The Noctes inhabit the central part of the Tirap district, to the north of the Wanchos. These people have a long and traditional contact with the people of the neighbouring plains. The Nectes also practice elementary form of Vaishnavism.

Tangsas is a common name of a group of people consisting of the Lungchang, Moklong, Yugli, Lungri, Have, Moshong, Rundra, Takhak, Ponthi and Longphi. Each group is subdivided into a number of exogamous clans. These tribes occupy the Changlang district along the Indo-Myanmar front.

The Singphos live on the banks of Teang and Noa Diking Rivers and extend towards the southeast into the land of the Khamptis. They are a fine athletic race with developed Mongolian features. They are expert blacksmiths and prepare iron implements of quality. The ladies are good weavers. This tribe is a follower of Buddhism.

The Khamptis live to the south of the Lohit district along the Kamlang, Dehing and Tengapani Rivers with the Parasuramkund to the northeast and Tirap district of the south. Khamptis are good craftsmen, enterprising traders and skilful agriculturists. They are also a Buddhist tribe.

There are three main groups of the Mishmis, viz. Idu, Miju or Kaman and Digaru or Taraon. The Idus, also called "Chulikata", by the plains people live in Dibang valley district. With roughly 25,000 members, the Idu tribe is divided into sections, each named after the river by the side of which they live.

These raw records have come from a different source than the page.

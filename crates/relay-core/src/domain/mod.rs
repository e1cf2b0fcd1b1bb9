//! Domain model (records, IDs, status, outcomes, errors).

pub mod envelope;
pub mod errors;
pub mod ids;
pub mod outcome;
pub mod record;
pub mod status;

pub use self::envelope::QueueMessage;
pub use self::errors::{AckError, BusError, StoreError, TickOverflow};
pub use self::ids::{CycleId, RecordId};
pub use self::outcome::DispatchOutcome;
pub use self::record::{DEFAULT_RECIPIENT_KEY, DedupToken, OutboundRecord, ticks};
pub use self::status::DeliveryStatus;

The Mijis tribe (Kamans) lives in the Lohit district, east of the Taraons. Their population number is approximately 18,000. The Kamans unlike the Idus, keep their hair long. Their dress is as colourful as it is durable. The Kaman women have an admirable sense of colour and pattern. Agriculture is one of the main occupations of these people. The Digarus call themselves as "Taraon". They are good agriculturists.

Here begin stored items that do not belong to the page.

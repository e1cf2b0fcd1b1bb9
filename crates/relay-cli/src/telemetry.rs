//! tracing subscriber setup.

use tracing_subscriber::{EnvFilter, fmt, layer::SubscriberExt, util::SubscriberInitExt};

pub const ENV_LOG_FORMAT: &str = "RELAY_LOG_FORMAT";

#[derive(Debug, Clone, Copy, PartialEq, Eq)]
pub enum LogFormat {
    Text,
    /// 1 行 1 JSON オブジェクト（CloudWatch 向け）
    Json,
}

impl LogFormat {
    pub fn from_env() -> Self {
        Self::parse(std::env::var(ENV_LOG_FORMAT).ok().as_deref())
    }

    pub fn parse(raw: Option<&str>) -> Self {
        match raw {
            Some(value) if value.trim().eq_ignore_ascii_case("json") => LogFormat::Json,
            _ => LogFormat::Text,
        }
    }
}

/// グローバル subscriber を設定する。`RUST_LOG` でデフォルトの `info` を上書きできる
pub fn init(format: LogFormat) {
    let filter = EnvFilter::try_from_default_env().unwrap_or_else(|_| "info".into());
    let registry = tracing_subscriber::registry().with(filter);
    match format {
        LogFormat::Json => registry.with(fmt::layer().json().with_current_span(true)).init(),
        LogFormat::Text => registry.with(fmt::layer()).init(),
    }
}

The tribes of the East, West and Upper Siang districts are mainly those classified under the general title of "Adis". They may be divided into three main groups: Galos, Padams, and Miwongs, each of which can again be subdivided into a number of sub-groups.

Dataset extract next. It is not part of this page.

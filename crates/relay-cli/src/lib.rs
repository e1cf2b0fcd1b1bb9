//! relay-cli: process wiring shared by the daemon and Lambda binaries.

pub mod telemetry;
pub mod wiring;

These tribal people are exogamous. Dances are very popular among the Adis. "Ponung" is their traditional dance, which is also religious in character.

Galos: The Galos weave clothes of highly artistic designs and the finest profit is a beautiful skirt with a central pattern of black yarn netted in regular designs of black and white.
Hill Miris: The Hill Miris inhabiting the lower Kamla valley look attractive in their costume. They tie the hair in a knot just above the forehead. Their women wear attractive "crinoline of cane rings" which serves the purpose of a blouse, but now it is not seen in the urban areas.

Apatamis: The Apatamis (also spelt as Apa Tanis) are settled in a valley in the Centre of the lower Subansiri district around the district headquarters. They live in crowded villages, are expert in wet cultivation and grow paddy and millet in abundance. Apatamis are specialized over centuries in harvesting two crops of fish along with each crop of paddy. They have a stable agricultural economy.

Nyishis: The Nyishis are divided into several exogamous clans. The Nyishi men keep their hair long and tie it in a knot just above the forehead and they wear cane bands around the waist traditional dress.

Hrussos: The Hrussos are commonly called "Akas" which means 'painted' for they have a custom of painting their faces with black marks. They figured frequently in old historical records and are quite good traders.

The Khowas (Bugun) occupy 7 villages in Teilga and Bichum valley in the neighbourhood of the Sherdukpens. Buddhism has got a major influence on the Buguns.

The Puroiks (Sulungs) live mainly in the high altitudes of Kameng districts. They dress like the Nyishis. The Mijis call themselves "Dhamai". In appearance and way of life there is little to distinguish them from the Akas (Hrussos).

The Sherdukpens live mainly in the two villages of Rupa and Shergaon in West Kameng district. They are divided into two classes, the "Thongs" and the "Gheos". The Sherdukpens are good agriculturalists and traders. Their religion is an interesting blend of Buddhism and religious beliefs. There are the gentle and cultured Monpas of West Kameng Districts who received Buddhism from Padma Sambhava.